All film and television adaptations of works of fiction have to take some liberties, if only to make best use of the funding made available to the producers and director, but this can be done in one of two ways: either by attempting to stick with original work as far as is possible (as Peter Jackson did with his Lord of the Ring’ trilogy,) or just purchase the book for the title and make the film you wanted to make in the first place with scant reference to the original (as with most of the James Bond franchise.)
The film opens with a small boy, we assume to be Roger, playing with a variety of model sailing boats in a freestanding bath creating a battle between them viewed from under the water. The camera moves above the water and we see that he wears an eye patch, clearly home made from black paper, in the style of a picture-book pirate.
He is then interrupted in his play by a young man, we assume it is his brother John who actually looks old enough to be his father, who tells him to abandon his game as a taxi is waiting to take them to the station to catch a train for their summer holiday. As Roger leaves the boats we are shown the whole bathroom, it has the look of a freshly decorated boutique hotel of the twenty-first century rather than that of a nineteen-thirties middle-class home.

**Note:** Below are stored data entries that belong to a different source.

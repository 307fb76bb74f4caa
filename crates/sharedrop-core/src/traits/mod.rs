//! Collaborator traits defined in `sharedrop-core` and implemented by other
//! crates.

pub mod auth;
pub mod clipboard;
pub mod notice;
pub mod records;
pub mod storage;

pub use auth::AuthProvider;
pub use clipboard::Clipboard;
pub use notice::{Notice, NoticeLevel, NoticeSink};
pub use records::RecordStore;
pub use storage::{ObjectStore, StoredObject};
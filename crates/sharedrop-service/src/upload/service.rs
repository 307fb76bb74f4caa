//! Sequential batch upload.

use std::sync::Arc;
use std::sync::atomic::{AtomicUsize, Ordering};

use chrono::Utc;
use serde::Serialize;
use tracing::{error, info, warn};

use sharedrop_backend::FileRepository;
use sharedrop_core::config::UploadConfig;
use sharedrop_core::error::AppError;
use sharedrop_core::result::AppResult;
use sharedrop_core::traits::{Notice, NoticeSink, ObjectStore};
use sharedrop_core::types::User;
use sharedrop_entity::{FileRecord, NewFileRecord};

use super::source::LocalFile;
use crate::session::SessionService;
use crate::share::LinkService;

/// Outcome of one batch.
#[derive(Debug, Clone, Default, Serialize)]
pub struct UploadReport {
    /// Records created, in upload order.
    pub uploaded: Vec<FileRecord>,
    /// Names of the files that failed.
    pub failed: Vec<String>,
    /// Set when the batch was refused because nobody is signed in.
    pub rejected: bool,
}

impl UploadReport {
    /// Whether every file of the batch was uploaded.
    pub fn is_success(&self) -> bool {
        !self.rejected && self.failed.is_empty()
    }
}

/// Counts one in-flight batch until dropped.
struct UploadingGuard<'a>(&'a AtomicUsize);

impl<'a> UploadingGuard<'a> {
    fn enter(in_flight: &'a AtomicUsize) -> Self {
        in_flight.fetch_add(1, Ordering::SeqCst);
        Self(in_flight)
    }
}

impl Drop for UploadingGuard<'_> {
    fn drop(&mut self) {
        self.0.fetch_sub(1, Ordering::SeqCst);
    }
}

/// Uploads batches of local files for the signed-in user.
pub struct UploadService {
    /// Current identity.
    session: Arc<SessionService>,
    /// Object storage.
    storage: Arc<dyn ObjectStore>,
    /// File record repository.
    files: FileRepository,
    /// Share token generator.
    links: LinkService,
    /// Notice destination.
    notices: Arc<dyn NoticeSink>,
    /// Upload limits.
    config: UploadConfig,
    /// Number of batches in flight.
    uploading: AtomicUsize,
}

impl std::fmt::Debug for UploadService {
    fn fmt(&self, f: &mut std::fmt::Formatter<'_>) -> std::fmt::Result {
        f.debug_struct("UploadService")
            .field("config", &self.config)
            .field("uploading", &self.is_uploading())
            .finish()
    }
}

impl UploadService {
    /// Creates a new upload service.
    pub fn new(
        session: Arc<SessionService>,
        storage: Arc<dyn ObjectStore>,
        files: FileRepository,
        notices: Arc<dyn NoticeSink>,
        config: UploadConfig,
    ) -> Self {
        Self {
            session,
            storage,
            files,
            links: LinkService::new(),
            notices,
            config,
            uploading: AtomicUsize::new(0),
        }
    }

    /// Whether any batch is in flight.
    pub fn is_uploading(&self) -> bool {
        self.uploading.load(Ordering::SeqCst) > 0
    }

    /// Uploads `batch` one file at a time.
    ///
    /// `on_complete` receives each created record as soon as it exists.
    /// A failing file is reported and skipped; the rest of the batch still
    /// runs.
    pub async fn upload_batch<F>(&self, batch: Vec<LocalFile>, mut on_complete: F) -> UploadReport
    where
        F: FnMut(&FileRecord),
    {
        let mut report = UploadReport::default();

        let Some(user) = self.session.user().await else {
            warn!(files = batch.len(), "Upload refused without a session");
            self.notices.notify(Notice::error("Please sign in to upload files"));
            report.rejected = true;
            return report;
        };

        let _guard = UploadingGuard::enter(&self.uploading);

        for file in batch {
            match self.upload_one(&user, &file).await {
                Ok(record) => {
                    info!(file_id = %record.id, name = %file.name, size = record.size, "File uploaded");
                    on_complete(&record);
                    self.notices
                        .notify(Notice::success(format!("{} uploaded successfully!", file.name)));
                    report.uploaded.push(record);
                }
                Err(e) => {
                    error!(name = %file.name, error = %e, "Upload failed");
                    self.notices
                        .notify(Notice::error(format!("Failed to upload {}", file.name)));
                    report.failed.push(file.name);
                }
            }
        }

        report
    }

    /// Store one file and insert its record. A stored object whose record
    /// insert fails is left in place.
    async fn upload_one(&self, user: &User, file: &LocalFile) -> AppResult<FileRecord> {
        if file.size() > self.config.max_upload_size_bytes {
            return Err(AppError::validation(format!(
                "File exceeds maximum upload size of {} bytes",
                self.config.max_upload_size_bytes
            )));
        }

        let stored_name = format!("{}-{}", Utc::now().timestamp_millis(), file.name);
        let stored = self
            .storage
            .upload(&stored_name, file.data.clone(), &file.content_type)
            .await?;

        let record = NewFileRecord {
            user_id: user.id.clone(),
            name: stored_name,
            original_name: file.name.clone(),
            size: file.size(),
            mime_type: file.content_type.clone(),
            storage_url: stored.url,
            storage_key: stored.key,
            share_token: self.links.generate_token(),
            is_public: false,
        };
        self.files.insert(&record).await
    }
}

Readers of Ransome’s book know from the opening page of the novel that Roger is interested in steam ships, he only imitates the Cutty Sark in the run up the hill to his waiting mother in deference to his older brother who has told him that “Sail was the thing…” As for pirates – we find out in the first few chapters that these are not to be emulated but feared.

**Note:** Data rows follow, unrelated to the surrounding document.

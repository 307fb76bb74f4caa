//! Configuration management CLI commands.

use clap::{Args, Subcommand};

use sharedrop_core::config::AppConfig;
use sharedrop_core::error::AppError;

use crate::output::{self, OutputFormat};

/// Arguments for config commands
#[derive(Debug, Args)]
pub struct ConfigArgs {
    /// Config subcommand
    #[command(subcommand)]
    pub command: ConfigCommand,
}

/// Config subcommands
#[derive(Debug, Subcommand)]
pub enum ConfigCommand {
    /// Show the effective configuration
    Show,
}

/// Execute config commands
pub fn execute(args: &ConfigArgs, config: &AppConfig, format: OutputFormat) -> Result<(), AppError> {
    match &args.command {
        ConfigCommand::Show => {
            let mut shown = config.clone();
            shown.backend.anon_key = shown.backend.anon_key.as_deref().map(mask_key);

            match format {
                OutputFormat::Json => output::print_json(&shown),
                OutputFormat::Table => {
                    output::print_kv("Backend", &format!("{:?}", shown.backend.provider));
                    output::print_kv("Base URL", &shown.backend.base_url);
                    output::print_kv("Anon key", shown.backend.anon_key.as_deref().unwrap_or("-"));
                    output::print_kv("Bucket", &shown.backend.bucket);
                    output::print_kv("Collection", &shown.backend.files_collection);
                    output::print_kv(
                        "Max upload",
                        &format!("{} bytes", shown.upload.max_upload_size_bytes),
                    );
                    output::print_kv("Public origin", &shown.share.public_origin);
                    output::print_kv("Require public", &shown.share.require_public.to_string());
                    output::print_kv("Session file", &shown.session.file);
                    output::print_kv("Log level", &shown.logging.level);
                }
            }
        }
    }

    Ok(())
}

/// Keep the first four characters of a key for recognition.
fn mask_key(key: &str) -> String {
    let visible: String = key.chars().take(4).collect();
    format!("{}****", visible)
}

#[cfg(test)]
mod tests {
    use super::*;

    #[test]
    fn test_mask_key() {
        assert_eq!(mask_key("abcdef123456"), "abcd****");
        assert_eq!(mask_key("ab"), "ab****");
    }
}
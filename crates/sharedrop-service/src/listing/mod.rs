//! The signed-in user's file listing and its aggregates.

pub mod ledger;
pub mod service;

pub use ledger::{FileLedger, FileStats};
pub use service::ListingService;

Cut to the railway station, where Roger, still sporting the eye patch, struggles to keep up with the rest of the family; in his haste he drops a well-loved soft toy from his luggage which is returned to him, as the others board the train seemingly unaware he no longer there, by a suspicious looking man observed by an even more suspicious looking man. The toy is returned and Roger runs off to join his family with no mention of what has happened to him.
The following scene is a clear rip-off of Claude Whatham’s 1974 film; we are inside a railway carriage. John is already seated as if aloof of the entire proceedings. Meanwhile, Roger stands on the seat fiddling with a rotating air vent as if trying to break it and is then half-heartedly told off by John for doing so with the obvious indifference of both of them. Titty, though we have yet to learn she is no longer so named, also stands on the seat to put her luggage on the rack.
We have been told by a caption that this is 1935, and as their mother takes her seat holding the baby Bridget, no sign of a trusted nurse or even Susan, she seems unconcerned of her two youngest children’s behaviour telling them off with the same indifference of her eldest son. Her few spoken words reveal an accent of an ordinary woman, not the wife of a naval commander.
By now I had seen enough, pressed the ‘stop’ button and ejected the disk.
There is, of course, a huge, lucrative audience for adventure films that appeal to children and it is good to see one that has no connection to the saccharine and sanitised ones that emanate from the Disney stable. In having avoided this, and in an attempt to be different, it seems Swallows and Amazons wants to be a film of current day children and teenagers, emphasising the bad rather than the good points of them, all transported in to the recent past beyond the memories of nearly everyone who will watch it and so not make critical comparisons between how life was then and how it is now.